══ Source records

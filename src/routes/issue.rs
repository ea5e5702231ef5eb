//! Simulated failure report.
//!
//! The flag comes from configuration; the service never detects or sets it itself.

use axum::{extract::State, Json};
use serde::Serialize;

use crate::state::AppState;

#[derive(Debug, Serialize)]
pub struct IssueResponse {
    pub fail: bool,
}

pub async fn issue(State(state): State<AppState>) -> Json<IssueResponse> {
    let fail = state.config.fail_flag;
    if fail {
        tracing::warn!("Reporting simulated failure");
    }
    Json(IssueResponse { fail })
}
//! In-process message store.
//!
//! Keeps messages in insertion order behind a mutex. Reachability can be toggled so
//! tests can exercise the unavailable paths without a database.

use std::sync::atomic::{AtomicBool, AtomicU64, Ordering};

use async_trait::async_trait;
use chrono::Utc;
use tokio::sync::Mutex;

use super::{Message, MessageStore, StoreError};

pub struct MemoryStore {
    messages: Mutex<Vec<Message>>,
    next_id: AtomicU64,
    available: AtomicBool,
    reject_writes: AtomicBool,
}

impl Default for MemoryStore {
    fn default() -> Self {
        Self {
            messages: Mutex::new(Vec::new()),
            next_id: AtomicU64::new(1),
            available: AtomicBool::new(true),
            reject_writes: AtomicBool::new(false),
        }
    }
}

impl MemoryStore {
    pub fn new() -> Self {
        Self::default()
    }

    /// Simulate the store going down or coming back.
    pub fn set_available(&self, available: bool) {
        self.available.store(available, Ordering::SeqCst);
    }

    /// Simulate a store that is reachable but refuses writes.
    pub fn set_reject_writes(&self, reject: bool) {
        self.reject_writes.store(reject, Ordering::SeqCst);
    }

    /// Number of stored messages.
    pub async fn len(&self) -> usize {
        self.messages.lock().await.len()
    }

    pub async fn is_empty(&self) -> bool {
        self.len().await == 0
    }

    fn check_available(&self) -> Result<(), StoreError> {
        if self.available.load(Ordering::SeqCst) {
            Ok(())
        } else {
            Err(StoreError::Unavailable("in-memory store is offline".to_string()))
        }
    }
}

#[async_trait]
impl MessageStore for MemoryStore {
    async fn insert_message(&self, text: &str) -> Result<Message, StoreError> {
        self.check_available()?;
        if self.reject_writes.load(Ordering::SeqCst) {
            return Err(StoreError::Write("in-memory store rejects writes".to_string()));
        }

        let id = self.next_id.fetch_add(1, Ordering::SeqCst);
        let message = Message {
            id: format!("{:024x}", id),
            text: text.to_string(),
            created_at: Utc::now(),
        };
        self.messages.lock().await.push(message.clone());
        Ok(message)
    }

    async fn list_messages(&self) -> Result<Vec<Message>, StoreError> {
        self.check_available()?;
        Ok(self.messages.lock().await.clone())
    }

    async fn ping(&self) -> bool {
        self.available.load(Ordering::SeqCst)
    }
}

#[cfg(test)]
mod tests {
    use super::*;

    #[tokio::test]
    async fn test_insert_then_list_in_order() {
        let store = MemoryStore::new();
        let first = store.insert_message("a").await.unwrap();
        let second = store.insert_message("b").await.unwrap();
        assert_ne!(first.id, second.id);

        let listed = store.list_messages().await.unwrap();
        assert_eq!(listed, vec![first, second]);
    }

    #[tokio::test]
    async fn test_empty_list_is_not_an_error() {
        let store = MemoryStore::new();
        assert!(store.list_messages().await.unwrap().is_empty());
    }

    #[tokio::test]
    async fn test_offline_store() {
        let store = MemoryStore::new();
        store.set_available(false);
        assert!(!store.ping().await);
        assert!(matches!(
            store.list_messages().await,
            Err(StoreError::Unavailable(_))
        ));
        assert!(matches!(
            store.insert_message("x").await,
            Err(StoreError::Unavailable(_))
        ));

        store.set_available(true);
        assert!(store.ping().await);
    }

    #[tokio::test]
    async fn test_rejected_write_stores_nothing() {
        let store = MemoryStore::new();
        store.set_reject_writes(true);
        assert!(matches!(
            store.insert_message("x").await,
            Err(StoreError::Write(_))
        ));
        assert!(store.is_empty().await);
    }
}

════

** Task **
Throughout the listing, how many lines contain the string "impl"? Give the number on its own.

** Response area **
3